▼

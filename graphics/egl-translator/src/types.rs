//! Handles, native tokens and attribute enums

use core::fmt;
use core::sync::atomic::{AtomicU32, Ordering};

use bitflags::bitflags;

use crate::consts::*;

/// Next display handle
static NEXT_DISPLAY: AtomicU32 = AtomicU32::new(1);

/// Next context handle
static NEXT_CONTEXT: AtomicU32 = AtomicU32::new(1);

/// Next surface handle
static NEXT_SURFACE: AtomicU32 = AtomicU32::new(1);

/// Next image id
static NEXT_IMAGE: AtomicU32 = AtomicU32::new(1);

/// Take the next value of `counter`. Zero is the guest's "no object" and is
/// skipped when the counter wraps.
fn next_handle(counter: &AtomicU32) -> u32 {
    let bump = |id: u32| Some(id.checked_add(1).unwrap_or(1));
    match counter.fetch_update(Ordering::SeqCst, Ordering::SeqCst, bump) {
        Ok(id) | Err(id) => id,
    }
}

/// Allocate a display handle
pub fn alloc_display_handle() -> DisplayHandle {
    DisplayHandle(next_handle(&NEXT_DISPLAY))
}

/// Allocate a context handle
pub fn alloc_context_handle() -> ContextHandle {
    ContextHandle(next_handle(&NEXT_CONTEXT))
}

/// Allocate a surface handle
pub fn alloc_surface_handle() -> SurfaceHandle {
    SurfaceHandle(next_handle(&NEXT_SURFACE))
}

/// Allocate an image id
pub fn alloc_image_handle() -> ImageHandle {
    ImageHandle(next_handle(&NEXT_IMAGE))
}

/// Guest-visible display handle
#[derive(Debug, Clone, Copy, PartialEq, Eq, PartialOrd, Ord, Hash)]
pub struct DisplayHandle(pub u32);

/// Guest-visible context handle
#[derive(Debug, Clone, Copy, PartialEq, Eq, PartialOrd, Ord, Hash)]
pub struct ContextHandle(pub u32);

/// Guest-visible surface handle
#[derive(Debug, Clone, Copy, PartialEq, Eq, PartialOrd, Ord, Hash)]
pub struct SurfaceHandle(pub u32);

/// Guest-visible image handle, unique across displays
#[derive(Debug, Clone, Copy, PartialEq, Eq, PartialOrd, Ord, Hash)]
pub struct ImageHandle(pub u32);

/// Config id, unique within its display
#[derive(Debug, Clone, Copy, PartialEq, Eq, PartialOrd, Ord, Hash)]
pub struct ConfigId(pub EGLint);

impl fmt::Display for ConfigId {
    fn fmt(&self, f: &mut fmt::Formatter<'_>) -> fmt::Result {
        write!(f, "{}", self.0)
    }
}

/// Native display identifier chosen by the embedder
#[derive(Debug, Clone, Copy, PartialEq, Eq, PartialOrd, Ord, Hash)]
pub struct NativeDisplayId(pub u64);

/// Host window
#[derive(Debug, Clone, Copy, PartialEq, Eq, PartialOrd, Ord, Hash)]
pub struct NativeWindow(pub u64);

/// Host rendering context
#[derive(Debug, Clone, Copy, PartialEq, Eq, PartialOrd, Ord, Hash)]
pub struct NativeContext(pub u64);

/// Host drawable, window-backed or off-screen
#[derive(Debug, Clone, Copy, PartialEq, Eq, PartialOrd, Ord, Hash)]
pub struct NativeSurface(pub u64);

/// Host pixel format descriptor
#[derive(Debug, Clone, Copy, PartialEq, Eq, PartialOrd, Ord, Hash)]
pub struct NativePixelFormat(pub u64);

bitflags! {
    /// Surface kinds a config can render to
    #[derive(Debug, Clone, Copy, PartialEq, Eq, Hash)]
    pub struct SurfaceType: u32 {
        const PBUFFER = EGL_PBUFFER_BIT as u32;
        const PIXMAP = EGL_PIXMAP_BIT as u32;
        const WINDOW = EGL_WINDOW_BIT as u32;
    }
}

bitflags! {
    /// Client APIs a config supports
    #[derive(Debug, Clone, Copy, PartialEq, Eq, Hash)]
    pub struct RenderableType: u32 {
        const OPENGL_ES = EGL_OPENGL_ES_BIT as u32;
        const OPENVG = EGL_OPENVG_BIT as u32;
        const OPENGL_ES2 = EGL_OPENGL_ES2_BIT as u32;
        const OPENGL = EGL_OPENGL_BIT as u32;
    }
}

/// Config caveat, declared in ascending severity
#[derive(Debug, Clone, Copy, PartialEq, Eq, PartialOrd, Ord, Hash)]
pub enum Caveat {
    None,
    Slow,
    NonConformant,
}

impl Caveat {
    pub const fn code(self) -> EGLint {
        match self {
            Caveat::None => EGL_NONE,
            Caveat::Slow => EGL_SLOW_CONFIG,
            Caveat::NonConformant => EGL_NON_CONFORMANT_CONFIG,
        }
    }

    pub fn from_code(code: EGLint) -> Option<Self> {
        match code {
            EGL_NONE => Some(Caveat::None),
            EGL_SLOW_CONFIG => Some(Caveat::Slow),
            EGL_NON_CONFORMANT_CONFIG => Some(Caveat::NonConformant),
            _ => None,
        }
    }
}

/// Transparency kind of a config
#[derive(Debug, Clone, Copy, PartialEq, Eq, Hash)]
pub enum TransparentType {
    None,
    Rgb,
}

impl TransparentType {
    pub const fn code(self) -> EGLint {
        match self {
            TransparentType::None => EGL_NONE,
            TransparentType::Rgb => EGL_TRANSPARENT_RGB,
        }
    }

    pub fn from_code(code: EGLint) -> Option<Self> {
        match code {
            EGL_NONE => Some(TransparentType::None),
            EGL_TRANSPARENT_RGB => Some(TransparentType::Rgb),
            _ => None,
        }
    }
}

/// GLES API version a context is created for
#[derive(Debug, Clone, Copy, PartialEq, Eq, PartialOrd, Ord, Hash)]
pub enum GlesVersion {
    V1_1,
    V2_0,
}

impl GlesVersion {
    pub const COUNT: usize = 2;
    pub const ALL: [GlesVersion; Self::COUNT] = [GlesVersion::V1_1, GlesVersion::V2_0];

    pub const fn index(self) -> usize {
        match self {
            GlesVersion::V1_1 => 0,
            GlesVersion::V2_0 => 1,
        }
    }

    /// Renderable bit a config needs to host this version
    pub const fn renderable_bit(self) -> RenderableType {
        match self {
            GlesVersion::V1_1 => RenderableType::OPENGL_ES,
            GlesVersion::V2_0 => RenderableType::OPENGL_ES2,
        }
    }
}

impl fmt::Display for GlesVersion {
    fn fmt(&self, f: &mut fmt::Formatter<'_>) -> fmt::Result {
        match self {
            GlesVersion::V1_1 => write!(f, "GLES 1.1"),
            GlesVersion::V2_0 => write!(f, "GLES 2.0"),
        }
    }
}

/// Texture format an off-screen surface can be bound as
#[derive(Debug, Clone, Copy, PartialEq, Eq, Hash, Default)]
pub enum TextureFormat {
    #[default]
    NoTexture,
    Rgb,
    Rgba,
}

impl TextureFormat {
    pub const fn code(self) -> EGLint {
        match self {
            TextureFormat::NoTexture => EGL_NO_TEXTURE,
            TextureFormat::Rgb => EGL_TEXTURE_RGB,
            TextureFormat::Rgba => EGL_TEXTURE_RGBA,
        }
    }

    pub fn from_code(code: EGLint) -> Option<Self> {
        match code {
            EGL_NO_TEXTURE => Some(TextureFormat::NoTexture),
            EGL_TEXTURE_RGB => Some(TextureFormat::Rgb),
            EGL_TEXTURE_RGBA => Some(TextureFormat::Rgba),
            _ => None,
        }
    }
}

/// Texture target an off-screen surface can be bound to
#[derive(Debug, Clone, Copy, PartialEq, Eq, Hash, Default)]
pub enum TextureTarget {
    #[default]
    NoTexture,
    Texture2D,
}

impl TextureTarget {
    pub const fn code(self) -> EGLint {
        match self {
            TextureTarget::NoTexture => EGL_NO_TEXTURE,
            TextureTarget::Texture2D => EGL_TEXTURE_2D,
        }
    }

    pub fn from_code(code: EGLint) -> Option<Self> {
        match code {
            EGL_NO_TEXTURE => Some(TextureTarget::NoTexture),
            EGL_TEXTURE_2D => Some(TextureTarget::Texture2D),
            _ => None,
        }
    }
}

/// Selector for `get_current_surface`
#[derive(Debug, Clone, Copy, PartialEq, Eq)]
pub enum ReadDraw {
    Read,
    Draw,
}

impl ReadDraw {
    pub fn from_code(code: EGLint) -> Option<Self> {
        match code {
            EGL_READ => Some(ReadDraw::Read),
            EGL_DRAW => Some(ReadDraw::Draw),
            _ => None,
        }
    }
}

/// Client API selected with `bind_api`
#[derive(Debug, Clone, Copy, PartialEq, Eq, Default)]
pub enum ClientApiKind {
    #[default]
    OpenGlEs,
}

impl ClientApiKind {
    pub const fn code(self) -> EGLint {
        match self {
            ClientApiKind::OpenGlEs => EGL_OPENGL_ES_API,
        }
    }
}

▲

▸ Work task
Exactly the lines from the one containing "pub enum ReadDraw" to the final line of the entries must be restated, and no others.

▸ Task output
pub enum ReadDraw {
    Read,
    Draw,
}

impl ReadDraw {
    pub fn from_code(code: EGLint) -> Option<Self> {
        match code {
            EGL_READ => Some(ReadDraw::Read),
            EGL_DRAW => Some(ReadDraw::Draw),
            _ => None,
        }
    }
}

/// Client API selected with `bind_api`
#[derive(Debug, Clone, Copy, PartialEq, Eq, Default)]
pub enum ClientApiKind {
    #[default]
    OpenGlEs,
}

impl ClientApiKind {
    pub const fn code(self) -> EGLint {
        match self {
            ClientApiKind::OpenGlEs => EGL_OPENGL_ES_API,
        }
    }
}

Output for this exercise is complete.